In addition to delineating a strategy for attracting a hotel, the task force report addresses other Convention Center issues, such as improving the neighborhood, enhancing the image of downtown, marketing downtown and improving transportation so the area is better connected to the rest of the central city.

But it is the need for a hotel that is the most immediate issue, task force members say. Los Angeles tourism officials have hoped since the construction of the Convention Center in 1971 that a hotel would be constructed nearby.

But because the center--bounded by Pico Boulevard, Figueroa Street, Venice Boulevard and the Santa Monica and Harbor freeways--is away from the heart of downtown, developers have been reluctant to finance such a project, CRA officials say.

In the late 1980s, when the Convention Center expansion began, CRA officials realized they had to offer incentives to attract a major hotel within a block of the center.

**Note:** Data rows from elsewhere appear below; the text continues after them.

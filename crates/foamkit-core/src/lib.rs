//! # FoamKit Core
//!
//! Core types and utilities shared by every FoamKit crate.
//! Provides the error taxonomy used across the export pipeline and
//! the inch/millimetre conversions the geometry builders rely on.

pub mod error;
pub mod units;

pub use error::{ExportError, LayoutError, ServiceError};
pub use units::{
    format_length, inches_to_mm, mm_to_inches, parse_length, trim_decimal, LengthUnit, MM_PER_INCH,
};
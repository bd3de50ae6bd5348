use foamkit_brep::{Entity, EntityArena, FaceSide, Kernel};
use nalgebra::{Point3, Vector3};

#[test]
fn test_single_box_topology_counts() {
    let mut arena = EntityArena::new();
    let mut kernel = Kernel::new(&mut arena);
    let solid = kernel.build_box("block", Point3::origin(), 10.0, 8.0, 2.0);

    assert_eq!(arena.count("ADVANCED_FACE"), 6);
    assert_eq!(arena.count("EDGE_LOOP"), 6);
    assert_eq!(arena.count("EDGE_CURVE"), 24);
    assert_eq!(arena.count("ORIENTED_EDGE"), 24);
    assert_eq!(arena.count("CARTESIAN_POINT"), 8);
    assert_eq!(arena.count("VERTEX_POINT"), 8);
    assert_eq!(arena.count("PLANE"), 6);
    assert_eq!(arena.count("CLOSED_SHELL"), 1);
    assert_eq!(arena.count("MANIFOLD_SOLID_BREP"), 1);

    assert_eq!(solid.solid.get(), arena.len());
    assert_eq!(solid.max_corner(), Point3::new(10.0, 8.0, 2.0));
}

#[test]
fn test_face_planes_carry_outward_normals() {
    let mut arena = EntityArena::new();
    let mut kernel = Kernel::new(&mut arena);
    let solid = kernel.build_box("block", Point3::new(1.0, 1.0, 1.0), 2.0, 3.0, 4.0);

    for (face, side) in solid.faces.iter().zip(FaceSide::ALL) {
        let Some(Entity::AdvancedFace { surface, name, .. }) = arena.get(*face) else {
            panic!("expected face at {}", face);
        };
        assert!(name.ends_with(side.name()));

        let Some(Entity::Plane { position }) = arena.get(*surface) else {
            panic!("expected plane");
        };
        let Some(Entity::Axis2Placement3D { axis, .. }) = arena.get(*position) else {
            panic!("expected placement");
        };
        assert_eq!(arena.get(*axis), Some(&Entity::Direction(side.outward_normal())));
    }
}

#[test]
fn test_edges_have_unit_directions_and_lengths() {
    let mut arena = EntityArena::new();
    let mut kernel = Kernel::new(&mut arena);
    kernel.build_box("block", Point3::origin(), 3.0, 2.0, 1.0);

    let mut magnitudes: Vec<f64> = arena
        .iter()
        .filter_map(|(_, entity)| match entity {
            Entity::Vector { direction, magnitude } => {
                if let Some(Entity::Direction(d)) = arena.get(*direction) {
                    assert!((d.norm() - 1.0).abs() < 1e-12);
                }
                Some(*magnitude)
            }
            _ => None,
        })
        .collect();
    magnitudes.sort_by(|a, b| a.total_cmp(b));

    // Each of the 12 box edges is used by two faces
    assert_eq!(magnitudes.len(), 24);
    assert_eq!(magnitudes.iter().filter(|m| **m == 1.0).count(), 8);
    assert_eq!(magnitudes.iter().filter(|m| **m == 2.0).count(), 8);
    assert_eq!(magnitudes.iter().filter(|m| **m == 3.0).count(), 8);
}

#[test]
fn test_reference_directions_lie_in_face() {
    for side in FaceSide::ALL {
        let normal: Vector3<f64> = side.outward_normal();
        assert_eq!(normal.norm(), 1.0);
        assert_eq!(normal.dot(&side.reference_direction()), 0.0);
    }
}
//! # Outline Derivation
//!
//! Produces the DXF outline of a part, preferably from the drawing's own
//! primitives and otherwise straight from the canonical layout.
//!
//! | Drawing primitive | Outline entities |
//! |-------------------|------------------|
//! | `<rect>` | 4 `LINE` |
//! | `<rect rx>` | 4 `LINE` + 4 `ARC` |
//! | `<circle>` | 1 `CIRCLE` |
//! | `<polygon>` | closed `LWPOLYLINE` |
//!
//! The drawing's origin is top-left, the outline's bottom-left:
//! `outline_y = canvas_height - drawing_y - feature_height`, then every
//! value is divided by the drawing scale to get inches. Overlay groups are
//! stripped before parsing so the legend never reaches the outline.

use crate::drawing::{DrawingOptions, Primitive, Projection, BLOCK_ID};
use crate::dxf::{DxfDocument, Point, CAVITY_LAYER, OUTLINE_LAYER};
use crate::legend::strip_annotations;
use foamkit_layout::CanonicalLayout;
use tracing::{debug, warn};

/// Drawing-to-outline coordinate mapping.
#[derive(Debug, Clone, Copy, PartialEq)]
pub struct Flip {
    pub canvas_height: f64,
    pub scale: f64,
}

impl Flip {
    pub fn point(&self, x: f64, y: f64) -> Point {
        Point::new(x / self.scale, (self.canvas_height - y) / self.scale)
    }

    /// Bottom-left corner of a feature whose top-left drawing corner is (x, y)
    pub fn corner(&self, x: f64, y: f64, height: f64) -> Point {
        Point::new(
            x / self.scale,
            (self.canvas_height - y - height) / self.scale,
        )
    }

    pub fn length(&self, value: f64) -> f64 {
        value / self.scale
    }
}

/// Append the outline entities of one drawing primitive.
pub fn add_primitive(doc: &mut DxfDocument, layer: &str, primitive: &Primitive, flip: &Flip) {
    match primitive {
        Primitive::Rect {
            x,
            y,
            width,
            height,
            radius,
        } => {
            let corner = flip.corner(*x, *y, *height);
            let (w, h) = (flip.length(*width), flip.length(*height));
            if *radius > 0.0 {
                doc.add_rounded_rectangle(layer, corner.x, corner.y, w, h, flip.length(*radius));
            } else {
                doc.add_rectangle(layer, corner.x, corner.y, w, h);
            }
        }
        Primitive::Circle { cx, cy, r } => {
            doc.add_circle(layer, flip.point(*cx, *cy), flip.length(*r));
        }
        Primitive::Polygon { points } => {
            let points = points.iter().map(|(x, y)| flip.point(*x, *y)).collect();
            doc.add_polyline(layer, points, true);
        }
    }
}

/// Parse drawing primitives into an outline.
///
/// Returns `None` when the canvas size cannot be read or nothing drawable
/// is found.
pub fn outline_from_drawing(svg: &str, options: &DrawingOptions) -> Option<DxfDocument> {
    let svg = strip_annotations(svg);
    let root_start = svg.find("<svg")?;
    let root = &svg[root_start..root_start + svg[root_start..].find('>')?];

    let canvas_height = extract_attr_f64(root, "height").or_else(|| {
        extract_attr_str(root, "viewBox")
            .and_then(|vb| vb.split_whitespace().nth(3))
            .and_then(|h| h.parse().ok())
    })?;
    let scale = extract_attr_f64(root, "data-scale")
        .filter(|s| *s > 0.0)
        .unwrap_or(options.scale);
    if !(scale > 0.0 && canvas_height > 0.0) {
        return None;
    }
    let flip = Flip {
        canvas_height,
        scale,
    };

    let mut doc = DxfDocument::new();
    let mut search_pos = root_start + root.len();
    while let Some(offset) = svg[search_pos..].find('<') {
        let tag_start = search_pos + offset;
        let Some(tag_len) = svg[tag_start..].find('>') else {
            break;
        };
        let tag = &svg[tag_start..tag_start + tag_len];
        search_pos = tag_start + tag_len + 1;

        let Some(primitive) = parse_primitive(tag) else {
            continue;
        };
        let layer = if extract_attr_str(tag, "id") == Some(BLOCK_ID) {
            OUTLINE_LAYER
        } else {
            CAVITY_LAYER
        };
        add_primitive(&mut doc, layer, &primitive, &flip);
    }

    if doc.is_empty() {
        None
    } else {
        Some(doc)
    }
}

fn parse_primitive(tag: &str) -> Option<Primitive> {
    let name_end = tag
        .find(|c: char| c.is_whitespace() || c == '/')
        .unwrap_or(tag.len());
    match &tag[1..name_end] {
        "rect" => {
            let width = extract_attr_f64(tag, "width")?;
            let height = extract_attr_f64(tag, "height")?;
            if width <= 0.0 || height <= 0.0 {
                return None;
            }
            let radius = extract_attr_f64(tag, "rx")
                .or_else(|| extract_attr_f64(tag, "ry"))
                .unwrap_or(0.0)
                .max(0.0);
            Some(Primitive::Rect {
                x: extract_attr_f64(tag, "x").unwrap_or(0.0),
                y: extract_attr_f64(tag, "y").unwrap_or(0.0),
                width,
                height,
                radius,
            })
        }
        "circle" => {
            let r = extract_attr_f64(tag, "r")?;
            if r <= 0.0 {
                return None;
            }
            Some(Primitive::Circle {
                cx: extract_attr_f64(tag, "cx").unwrap_or(0.0),
                cy: extract_attr_f64(tag, "cy").unwrap_or(0.0),
                r,
            })
        }
        "polygon" => {
            let points = parse_points(extract_attr_str(tag, "points")?);
            (points.len() >= 3).then_some(Primitive::Polygon { points })
        }
        _ => None,
    }
}

fn parse_points(raw: &str) -> Vec<(f64, f64)> {
    let values: Vec<f64> = raw
        .split(|c: char| c == ',' || c.is_whitespace())
        .filter(|s| !s.is_empty())
        .filter_map(|s| s.parse().ok())
        .collect();
    values.chunks_exact(2).map(|pair| (pair[0], pair[1])).collect()
}

fn extract_attr_str<'a>(tag: &'a str, attr: &str) -> Option<&'a str> {
    let pattern = format!(" {}=\"", attr);
    let start = tag.find(&pattern)? + pattern.len();
    let end = tag[start..].find('"')?;
    Some(&tag[start..start + end])
}

fn extract_attr_f64(tag: &str, attr: &str) -> Option<f64> {
    extract_attr_str(tag, attr)
        .and_then(|s| s.trim().parse::<f64>().ok())
        .filter(|v| v.is_finite())
}

/// Derive the outline directly from layout geometry.
pub fn outline_from_layout(layout: &CanonicalLayout, options: &DrawingOptions) -> DxfDocument {
    let projection = Projection::new(layout, options);
    let flip = Flip {
        canvas_height: projection.canvas_height(),
        scale: options.scale,
    };

    let mut doc = DxfDocument::new();
    add_primitive(&mut doc, OUTLINE_LAYER, &projection.block(), &flip);
    for (_, cavity) in layout.cavities() {
        add_primitive(&mut doc, CAVITY_LAYER, &projection.cavity(cavity), &flip);
    }
    doc
}

/// Outline document text, from the drawing when possible.
pub fn build_outline(
    drawing: Option<&str>,
    layout: Option<&CanonicalLayout>,
    options: &DrawingOptions,
) -> Option<String> {
    let doc = match drawing.and_then(|svg| outline_from_drawing(svg, options)) {
        Some(doc) => {
            debug!(entities = doc.entities().len(), "Outline derived from drawing");
            doc
        }
        None => match layout {
            Some(layout) if layout.block.is_valid() && options.scale > 0.0 => {
                let doc = outline_from_layout(layout, options);
                debug!(entities = doc.entities().len(), "Outline derived from layout");
                doc
            }
            _ => {
                warn!("No drawing or layout available; no outline produced");
                return None;
            }
        },
    };

    match doc.to_dxf_string() {
        Ok(text) => Some(text),
        Err(e) => {
            warn!(error = %e, "Outline serialization failed");
            None
        }
    }
}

They actively sought prospective projects and offered some financial incentives. Three developers expressed interest in building hotels, but the CRA could not come up with enough financial incentives and the plans fell through, Avila said.

As a result of the impasse, Mayor Tom Bradley set up the Convention Center Area Task Force 15 months ago, Avila was named the chairman and the CRA provided the staff. The task force determined that about “$100 million of public assistance is needed to attract a hotel and make it financially feasible,” said David Riccitiello, CRA project manager for the neighborhood surrounding the center.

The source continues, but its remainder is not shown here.